A ideia de deixar o vírus da covid-19 circular livremente para alcançar a imunidade coletiva, em desequilíbrio no início da pandemia, emerge cada vez mais como uma miragem perigosa, dizem cientistas. Trata-se de permitir que uma determinada proporção da população se infecte, de modo que a transmissão cesse por conta própria, na ausência de novas pessoas para infectar.
Mas, depois de meses de emergência na saúde, "estamos muito, muito longe" de atingir esse limite, afirma Frédéric Altare, especialista em imunidade do Instituto Nacional da Saúde e da Pesquisa Médica da França. A Organização Mundial da Saúde (OMS) deixou claro esta semana:
— Nunca, na história da saúde pública, a imunidade coletiva foi utilizada como estratégia para responder a uma epidemia, muito menos a uma pandemia. É problemático do ponto de vista científico e ético. Deixar um vírus perigoso livre, do qual muitas coisas nos escapam, é simplesmente contrário à ética. Não é uma opção — disse seu diretor-geral, Tedros Adhanom Ghebreyesus.
A OMS calcula que, na maioria dos países, 10% da população pode ter-se contagiado com o coronavírus.
Portanto, bilhões de pessoas ainda podem se infectar com esse vírus, mais letal e contagioso que a gripe e para o qual ainda não existe nenhuma vacina. Em maio, a OMS alertou que os países favoráveis a perseguir a imunidade coletiva se envolveriam em "um cálculo muito perigoso". O presidente norte-americano, Donald Trump, defendeu essa ideia com frequência.

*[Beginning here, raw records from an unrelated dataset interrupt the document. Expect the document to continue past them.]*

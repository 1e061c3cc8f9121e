//! Top-level simulation: one environment driven by one integrator.

use crate::boundary::{Boundary, BoundaryType};
use crate::distribution::ParticleDistribution;
use crate::environment::Environment;
use crate::error::{require_positive, SimError};
use crate::ground::GroundProfile;
use crate::integrator::{Integrator, IntegratorType};
use crate::particle::ParticleArrays;
use crate::timestep::{time_step, TimeSteppingMode};

/// Everything needed to build a [`Simulation`].
#[derive(Debug, Clone, PartialEq)]
pub struct SimulationSettings {
    /// Left domain edge (m)
    pub x_min: f64,
    /// Right domain edge (m)
    pub x_max: f64,
    /// Number of particles
    pub particle_number: usize,
    /// Initial particle placement
    pub particle_distribution: ParticleDistribution,
    /// Boundary kind at both edges
    pub boundary_type: BoundaryType,
    /// Bed profile
    pub ground: GroundProfile,
    /// Kernel smoothing length (m)
    pub smoothing_length: f64,
    /// Total fluid volume, shared evenly between particles
    pub fluid_volume: f64,
    /// Gravitational acceleration (m/s^2)
    pub gravity: f64,
    /// Integration scheme
    pub integrator_type: IntegratorType,
    /// Step size selection
    pub time_stepping_mode: TimeSteppingMode,
    /// Step used by [`TimeSteppingMode::Fixed`] (s)
    pub fixed_time_step: f64,
    /// Upper bound on any step; zero or negative disables it (s)
    pub time_step_limit: f64,
    /// Simulated time to stop at; zero or negative runs forever (s)
    pub time_max: f64,
}

impl Default for SimulationSettings {
    fn default() -> Self {
        Self {
            x_min: 0.0,
            x_max: 10.0,
            particle_number: 750,
            particle_distribution: ParticleDistribution::DamBreakWet,
            boundary_type: BoundaryType::Solid,
            ground: GroundProfile::default(),
            smoothing_length: 0.1,
            fluid_volume: 7.5,
            gravity: 9.81,
            integrator_type: IntegratorType::HeunFast,
            time_stepping_mode: TimeSteppingMode::Stable,
            fixed_time_step: 0.001,
            time_step_limit: 0.0,
            time_max: 0.0,
        }
    }
}

/// A running shallow-water simulation.
///
/// The caller owns the driving loop: ask for [`Simulation::next_time_step`] if
/// needed, then call [`Simulation::update`].
#[derive(Debug)]
pub struct Simulation {
    env: Environment,
    integrator: Box<dyn Integrator>,
    time_stepping_mode: TimeSteppingMode,
    fixed_time_step: f64,
    time_step_limit: Option<f64>,
    time_max: Option<f64>,
    fluid_volume: f64,
    particle_distribution: ParticleDistribution,
    step_count: u64,
}

impl Simulation {
    /// Build the environment, place particles and construct the integrator.
    pub fn new(settings: &SimulationSettings) -> Result<Self, SimError> {
        let boundary = Boundary::new(settings.boundary_type, settings.x_min, settings.x_max)?;
        let fluid_volume = require_positive("fluid volume", settings.fluid_volume)?;
        let particles = place_particles(
            settings.particle_number,
            settings.particle_distribution,
            &boundary,
        )?;
        let particle_volume = fluid_volume / settings.particle_number as f64;
        let fixed_time_step = require_positive("fixed time step", settings.fixed_time_step)?;

        let env = Environment::new(
            particles,
            boundary,
            settings.ground,
            settings.smoothing_length,
            particle_volume,
            settings.gravity,
        )?;
        let integrator = settings.integrator_type.build(&env);

        tracing::info!(
            "Simulation created: {} particles, {:?} boundary on [{}, {}], {} integrator",
            env.particle_count(),
            env.boundary().kind(),
            settings.x_min,
            settings.x_max,
            integrator.kind().name()
        );

        Ok(Self {
            env,
            integrator,
            time_stepping_mode: settings.time_stepping_mode,
            fixed_time_step,
            time_step_limit: positive_or_none(settings.time_step_limit),
            time_max: positive_or_none(settings.time_max),
            fluid_volume,
            particle_distribution: settings.particle_distribution,
            step_count: 0,
        })
    }

    // -----------------------------------------------------------------------
    // Stepping
    // -----------------------------------------------------------------------

    /// Step size the next [`Simulation::update`] will use.
    ///
    /// The mode's step, capped by the step limit, then capped so the elapsed
    /// time does not pass the end time. Never negative.
    pub fn next_time_step(&self) -> f64 {
        let particles = self.env.particles();
        let mut dt = time_step(
            self.time_stepping_mode,
            particles,
            self.env.smoothing_length(),
            self.env.gravity(),
            self.fixed_time_step,
        );
        if let Some(limit) = self.time_step_limit {
            dt = dt.min(limit);
        }
        if let Some(t_max) = self.time_max {
            dt = dt.min((t_max - self.env.total_time()).max(0.0));
        }
        dt
    }

    /// Advance by [`Simulation::next_time_step`] and return the step used.
    ///
    /// A failed step is logged and leaves the simulation unchanged and usable.
    pub fn update(&mut self) -> Result<f64, SimError> {
        let dt = self.next_time_step();
        self.integrate(dt)?;
        Ok(dt)
    }

    /// Advance by an explicit step.
    pub fn integrate(&mut self, dt: f64) -> Result<(), SimError> {
        if let Err(err) = self.integrator.integrate(&mut self.env, dt) {
            tracing::error!("Step {} aborted: {}", self.step_count, err);
            return Err(err);
        }
        self.step_count += 1;
        Ok(())
    }

    /// Whether the configured end time has been reached.
    pub fn is_finished(&self) -> bool {
        self.time_max.is_some_and(|t_max| self.env.total_time() >= t_max)
    }

    /// Completed steps since construction or the last particle reset.
    pub fn step_count(&self) -> u64 {
        self.step_count
    }

    // -----------------------------------------------------------------------
    // Queries
    // -----------------------------------------------------------------------

    /// The simulated environment.
    pub fn environment(&self) -> &Environment {
        &self.env
    }

    /// Current particle state.
    pub fn particles(&self) -> &ParticleArrays {
        self.env.particles()
    }

    /// Reconstructed fluid height at `x`.
    pub fn fluid_height(&self, x: f64) -> f64 {
        self.env.fluid_height(x)
    }

    /// Bed height at `x`.
    pub fn ground_height(&self, x: f64) -> f64 {
        self.env.ground_height(x)
    }

    /// Bed slope at `x`.
    pub fn ground_slope(&self, x: f64) -> f64 {
        self.env.ground_slope(x)
    }

    /// Elapsed simulated time.
    pub fn total_time(&self) -> f64 {
        self.env.total_time()
    }

    /// Active integration scheme.
    pub fn integrator_type(&self) -> IntegratorType {
        self.integrator.kind()
    }

    /// Active step-size mode.
    pub fn time_stepping_mode(&self) -> TimeSteppingMode {
        self.time_stepping_mode
    }

    /// Step used in fixed mode.
    pub fn fixed_time_step(&self) -> f64 {
        self.fixed_time_step
    }

    /// Step limit, if enabled.
    pub fn time_step_limit(&self) -> Option<f64> {
        self.time_step_limit
    }

    /// End time, if enabled.
    pub fn time_max(&self) -> Option<f64> {
        self.time_max
    }

    /// Total fluid volume.
    pub fn fluid_volume(&self) -> f64 {
        self.fluid_volume
    }

    /// Distribution the particles were last placed with.
    pub fn particle_distribution(&self) -> ParticleDistribution {
        self.particle_distribution
    }

    // -----------------------------------------------------------------------
    // Configuration
    // -----------------------------------------------------------------------

    /// Switch the integration scheme, keeping the particle state.
    pub fn set_integrator_type(&mut self, kind: IntegratorType) {
        if kind == self.integrator.kind() {
            return;
        }
        self.integrator = kind.build(&self.env);
        tracing::info!("Integrator set to {}", kind.name());
    }

    /// Switch the boundary kind, keeping the particle state.
    pub fn set_boundary_type(&mut self, kind: BoundaryType) {
        self.env.set_boundary_type(kind);
        self.integrator.set_boundary_type(kind);
        tracing::info!("Boundary set to {}", kind.name());
    }

    /// Change the smoothing length everywhere.
    pub fn set_smoothing_length(&mut self, h: f64) -> Result<(), SimError> {
        self.env.set_smoothing_length(h)?;
        self.integrator.set_smoothing_length(h)
    }

    /// Replace the bed profile.
    pub fn set_ground(&mut self, ground: GroundProfile) -> Result<(), SimError> {
        self.env.set_ground(ground)?;
        self.integrator.sync_config(&self.env);
        tracing::info!("Ground set to {}", ground.name());
        Ok(())
    }

    /// Change gravitational acceleration.
    pub fn set_gravity(&mut self, gravity: f64) -> Result<(), SimError> {
        self.env.set_gravity(gravity)?;
        self.integrator.sync_config(&self.env);
        Ok(())
    }

    /// Change the total fluid volume, rescaling every particle's share.
    pub fn set_fluid_volume(&mut self, volume: f64) -> Result<(), SimError> {
        let volume = require_positive("fluid volume", volume)?;
        let n = self.env.particle_count().max(1);
        self.env.set_particle_volume(volume / n as f64)?;
        self.integrator.sync_config(&self.env);
        self.fluid_volume = volume;
        Ok(())
    }

    /// Change the step-size mode.
    pub fn set_time_stepping_mode(&mut self, mode: TimeSteppingMode) {
        self.time_stepping_mode = mode;
    }

    /// Change the step used in fixed mode.
    pub fn set_fixed_time_step(&mut self, dt: f64) -> Result<(), SimError> {
        self.fixed_time_step = require_positive("fixed time step", dt)?;
        Ok(())
    }

    /// Cap every step; zero or negative disables the cap.
    pub fn set_time_step_limit(&mut self, limit: f64) {
        self.time_step_limit = positive_or_none(limit);
    }

    /// Stop at `t_max`; zero or negative runs forever.
    pub fn set_time_max(&mut self, t_max: f64) {
        self.time_max = positive_or_none(t_max);
    }

    /// Replace every particle, restarting time at zero.
    ///
    /// All other configuration is kept. The integrator is rebuilt so its
    /// prediction environments match the new particle count.
    pub fn reset_particles(
        &mut self,
        number: usize,
        distribution: ParticleDistribution,
    ) -> Result<(), SimError> {
        let particles = place_particles(number, distribution, self.env.boundary())?;
        let env = Environment::new(
            particles,
            Boundary::new(
                self.env.boundary().kind(),
                self.env.boundary().x_min(),
                self.env.boundary().x_max(),
            )?,
            *self.env.ground(),
            self.env.smoothing_length(),
            self.fluid_volume / number as f64,
            self.env.gravity(),
        )?;
        self.integrator = self.integrator.kind().build(&env);
        self.env = env;
        self.particle_distribution = distribution;
        self.step_count = 0;
        tracing::info!("Particles reset: {} placed {}", number, distribution.name());
        Ok(())
    }
}

fn place_particles(
    number: usize,
    distribution: ParticleDistribution,
    boundary: &Boundary,
) -> Result<ParticleArrays, SimError> {
    if number == 0 {
        return Err(SimError::InvalidParameter {
            name: "particle number",
            value: 0.0,
            reason: "must be at least one",
        });
    }
    Ok(ParticleArrays::at_rest(distribution.positions(
        number,
        boundary.x_min(),
        boundary.x_max(),
    )))
}

fn positive_or_none(value: f64) -> Option<f64> {
    (value > 0.0).then_some(value)
}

Neste mês, um grupo de cientistas lançou o apelo a favor de deixar que o vírus circule entre os jovens com boa saúde — e, portanto, suscetíveis a não ficarem gravemente doentes —, para proteger os mais vulneráveis. Um pedido apoiado pela Casa Branca, segundo a imprensa americana. Contudo, segundo o portal Sky News, dentre as mais de 26 mil assinaturas de especialistas no documento, foi encontrada uma série de nomes aparentemente falsos, como o médico Johnny Bananas e o Person Fakename.

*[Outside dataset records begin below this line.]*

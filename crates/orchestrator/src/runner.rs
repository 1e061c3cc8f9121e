//! Simulation runner with lifecycle management
//!
//! The `SimulationRunner` owns a [`Simulation`] and drives it synchronously on
//! the caller's thread, tracking lifecycle state and stopping conditions.

use std::time::Instant;

use sph1d_kernel::diagnostics::all_finite;
use sph1d_kernel::Simulation;

/// Steps between progress logs and finiteness checks
const PROGRESS_INTERVAL: u64 = 100;

/// Consecutive failed steps after which the runner gives up
const MAX_CONSECUTIVE_FAILURES: u32 = 10;

/// Runner state enum
#[derive(Debug, Clone, Copy, PartialEq, Eq)]
pub enum RunnerState {
    /// Simulation created but not yet started
    Created,
    /// Simulation actively running
    Running,
    /// Simulation paused
    Paused,
    /// Simulation finished (reached stopping condition)
    Finished,
    /// Simulation encountered an error
    Error,
}

/// Totals reported when a run ends
#[derive(Debug, Clone, Copy, PartialEq)]
pub struct RunSummary {
    /// Final runner state
    pub state: RunnerState,
    /// Steps completed
    pub timestep_count: u64,
    /// Simulated time reached (seconds)
    pub sim_time: f64,
    /// Steps that failed and were skipped
    pub failed_steps: u64,
    /// Wall-clock duration of the run (seconds)
    pub wall_time: f64,
}

/// Drives a simulation until a stopping condition is met
#[derive(Debug)]
pub struct SimulationRunner {
    simulation: Simulation,
    state: RunnerState,
    max_steps: Option<u64>,
    failed_steps: u64,
    consecutive_failures: u32,
    error_message: Option<String>,
}

impl SimulationRunner {
    /// Create a new runner around `simulation`
    ///
    /// # Arguments
    /// * `simulation` - The simulation to drive
    /// * `max_steps` - Optional maximum number of timesteps; the simulation's
    ///   own end time applies as well
    pub fn new(simulation: Simulation, max_steps: Option<u64>) -> Self {
        Self {
            simulation,
            state: RunnerState::Created,
            max_steps,
            failed_steps: 0,
            consecutive_failures: 0,
            error_message: None,
        }
    }

    /// Get current runner state
    pub fn state(&self) -> RunnerState {
        self.state
    }

    /// Get current simulation time (seconds)
    pub fn sim_time(&self) -> f64 {
        self.simulation.total_time()
    }

    /// Get current timestep count
    pub fn timestep_count(&self) -> u64 {
        self.simulation.step_count()
    }

    /// Number of steps that failed so far
    pub fn failed_steps(&self) -> u64 {
        self.failed_steps
    }

    /// Get error message if state is Error
    pub fn error_message(&self) -> Option<&str> {
        self.error_message.as_deref()
    }

    /// The driven simulation
    pub fn simulation(&self) -> &Simulation {
        &self.simulation
    }

    /// Mutable access for configuration changes between steps
    pub fn simulation_mut(&mut self) -> &mut Simulation {
        &mut self.simulation
    }

    /// Give the simulation back
    pub fn into_simulation(self) -> Simulation {
        self.simulation
    }

    /// Whether a run can end without outside intervention
    pub fn has_stopping_condition(&self) -> bool {
        self.max_steps.is_some() || self.simulation.time_max().is_some()
    }

    /// Start the simulation (transition from Created to Running)
    pub fn start(&mut self) {
        if self.state == RunnerState::Created {
            self.state = RunnerState::Running;
        }
    }

    /// Pause the simulation
    pub fn pause(&mut self) {
        if self.state == RunnerState::Running {
            self.state = RunnerState::Paused;
        }
    }

    /// Resume the simulation
    pub fn resume(&mut self) {
        if self.state == RunnerState::Paused {
            self.state = RunnerState::Running;
        }
    }

    /// Execute one timestep if running, then apply stopping conditions
    ///
    /// Returns the state after the step. A failed step is logged and counted;
    /// too many consecutive failures move the runner to `Error`.
    pub fn step(&mut self) -> RunnerState {
        if self.state != RunnerState::Running {
            return self.state;
        }

        match self.simulation.update() {
            Ok(dt) => {
                self.consecutive_failures = 0;
                let steps = self.simulation.step_count();
                if steps % PROGRESS_INTERVAL == 0 {
                    tracing::debug!(
                        "Step {}: sim_time={:.4}s, dt={:.6}s",
                        steps,
                        self.simulation.total_time(),
                        dt
                    );
                    if !all_finite(self.simulation.particles()) {
                        self.fail(format!("non-finite particle state at step {steps}"));
                        return self.state;
                    }
                }
            }
            Err(err) => {
                self.failed_steps += 1;
                self.consecutive_failures += 1;
                tracing::warn!("Step failed ({} so far): {}", self.failed_steps, err);
                if self.consecutive_failures >= MAX_CONSECUTIVE_FAILURES {
                    self.fail(format!(
                        "{} consecutive failed steps, last: {}",
                        self.consecutive_failures, err
                    ));
                    return self.state;
                }
            }
        }

        self.check_stopping_conditions();
        self.state
    }

    /// Run until a stopping condition is met or the runner fails
    ///
    /// Starts the runner if it was just created. Without any stopping
    /// condition the run would never end, so nothing is stepped.
    pub fn run(&mut self) -> RunSummary {
        let start_wall_time = Instant::now();
        self.start();

        if !self.has_stopping_condition() {
            tracing::warn!("No max_steps or time_max configured; refusing to run unbounded");
        } else {
            while self.step() == RunnerState::Running {}
        }

        let summary = self.summary(start_wall_time.elapsed().as_secs_f64());
        tracing::info!(
            "Simulation run ended ({:?}): {} timesteps, {:.4}s simulated, {} failed, {:.2}s wall time",
            summary.state,
            summary.timestep_count,
            summary.sim_time,
            summary.failed_steps,
            summary.wall_time
        );
        summary
    }

    /// Run at most `steps` timesteps, stopping early on any state change
    pub fn run_steps(&mut self, steps: u64) -> RunnerState {
        self.start();
        for _ in 0..steps {
            if self.step() != RunnerState::Running {
                break;
            }
        }
        self.state
    }

    fn summary(&self, wall_time: f64) -> RunSummary {
        RunSummary {
            state: self.state,
            timestep_count: self.timestep_count(),
            sim_time: self.sim_time(),
            failed_steps: self.failed_steps,
            wall_time,
        }
    }

    fn check_stopping_conditions(&mut self) {
        if let Some(max_steps) = self.max_steps {
            if self.simulation.step_count() >= max_steps {
                tracing::info!("Simulation finished: reached max_steps = {}", max_steps);
                self.state = RunnerState::Finished;
                return;
            }
        }

        if self.simulation.is_finished() {
            tracing::info!(
                "Simulation finished: reached time_max = {:.3}s",
                self.simulation.total_time()
            );
            self.state = RunnerState::Finished;
        }
    }

    fn fail(&mut self, message: String) {
        tracing::error!("Simulation stopped: {}", message);
        self.error_message = Some(message);
        self.state = RunnerState::Error;
    }
}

O principal benefício dessa estratégia seria evitar os danos econômicos, sociais e sanitários provocados pela pandemia, por não precisar decretar, por exemplo, novos confinamentos generalizados. É "um erro", responderam 80 cientistas na quinta-feira (15) em uma carta aberta publicada na revista médica The Lancet.
"Uma transmissão incontrolável entre os mais jovens seria muito arriscado em termos de saúde e mortalidade para o conjunto da população", afirmam, exemplificando com o risco de saturação dos sistemas de saúde.
Limite mínimo
A Suécia, que optou por não confinar sua população, nem fechar escolas, bares e restaurantes durante a primeira onda, registra uma mortalidade que a coloca entre os primeiros 15 países do mundo, em relação ao tamanho de sua população, segundo dados da Universidade Johns Hopkins. Além disso, não se sabe quanto tempo dura a imunidade e há casos, embora raros, de reinfecção.

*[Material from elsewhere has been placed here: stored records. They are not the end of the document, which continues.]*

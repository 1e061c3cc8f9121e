//! Every shipped scenario under `configs/` must load, build and step cleanly.

use sph1d_kernel::diagnostics::all_finite;
use sph1d_orchestrator::{create_simulation, RunnerState, SimulationConfig};

const SCENARIOS: [&str; 5] = [
    concat!(env!("CARGO_MANIFEST_DIR"), "/../../configs/dam_break_wet.json"),
    concat!(env!("CARGO_MANIFEST_DIR"), "/../../configs/dam_break_dry.json"),
    concat!(env!("CARGO_MANIFEST_DIR"), "/../../configs/water_drop_cyclic.json"),
    concat!(env!("CARGO_MANIFEST_DIR"), "/../../configs/kernel_bump.json"),
    concat!(env!("CARGO_MANIFEST_DIR"), "/../../configs/tilting_basin.json"),
];

#[test]
fn shipped_scenarios_are_valid_and_bounded() {
    for path in SCENARIOS {
        let config = SimulationConfig::load(path).unwrap_or_else(|e| panic!("{path}: {e}"));
        assert!(config.has_stopping_condition(), "{path} would run forever");
    }
}

#[test]
fn shipped_scenarios_step_cleanly() {
    for path in SCENARIOS {
        let mut runner = create_simulation(path).unwrap_or_else(|e| panic!("{path}: {e}"));
        let state = runner.run_steps(50);
        assert_eq!(state, RunnerState::Running, "{path}: {:?}", runner.error_message());
        assert_eq!(runner.timestep_count(), 50, "{path}");
        assert_eq!(runner.failed_steps(), 0, "{path}");
        assert!(runner.sim_time() > 0.0, "{path}");

        let sim = runner.simulation();
        let boundary = sim.environment().boundary();
        assert!(all_finite(sim.particles()), "{path}: non-finite state");
        assert!(
            sim.particles().x.iter().all(|&x| boundary.contains(x)),
            "{path}: particle outside the domain"
        );
    }
}

#[test]
fn wet_dam_break_runs_to_its_end_time() {
    let mut runner = create_simulation(SCENARIOS[0]).unwrap();
    let summary = runner.run();
    assert_eq!(summary.state, RunnerState::Finished);
    assert_eq!(summary.failed_steps, 0);
    assert!((summary.sim_time - 0.5).abs() < 1e-9, "ended at {}", summary.sim_time);
    assert!((499..=501).contains(&summary.timestep_count));
}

— É possível que os anticorpos se reduzam com o tempo — lembrou na semana passada uma integrante da OMS, Maria Van Kerkhove.
"As reinfecções mostram que não podemos nos basear na imunidade adquirida pela infecção natural para alcançar a imunidade de rebanho", escreveu a doutora Akiko Iwasaki, especialista em imunidade da Universidade de Yale.
Alguns defensores da imunidade coletiva natural também argumentam que seu limite, estimado geralmente para um vírus entre 60% e 70% da população, seria na verdade menor, porque nem todo mundo contrai a covid-19.
Recentemente, foi descoberto que algumas pessoas já estão protegidas contra o sars-cov-2 quando se infectam, apesar de não terem estado em contato com ele anteriormente, segundo Frédéric Altare. Em vez de anticorpos, essas pessoas desenvolvem uma imunidade celular, graças a um determinado tipo de glóbulos brancos. Ao "conhecer" outros agentes infecciosos semelhantes ao sars-cov-2, esses glóbulos identificam este último como um perigo e o atacam.
— Isso significa que os dados que afirmam que entre 5% e 10% da população já poderia estar imunizada estão certamente subestimados, mas não sabemos até que ponto — continua Altare.
No entanto, mesmo levando-se em consideração todos os fatores relevantes, a porcentagem mínima necessária para alcançar a imunidade coletiva "seria de 50%" e, portanto, produziria um número considerável de mortes no caminho, acrescenta. Sendo assim, a imunidade coletiva deve passar por "vacinas seguras e eficazes", segundo a doutora Iwasaki.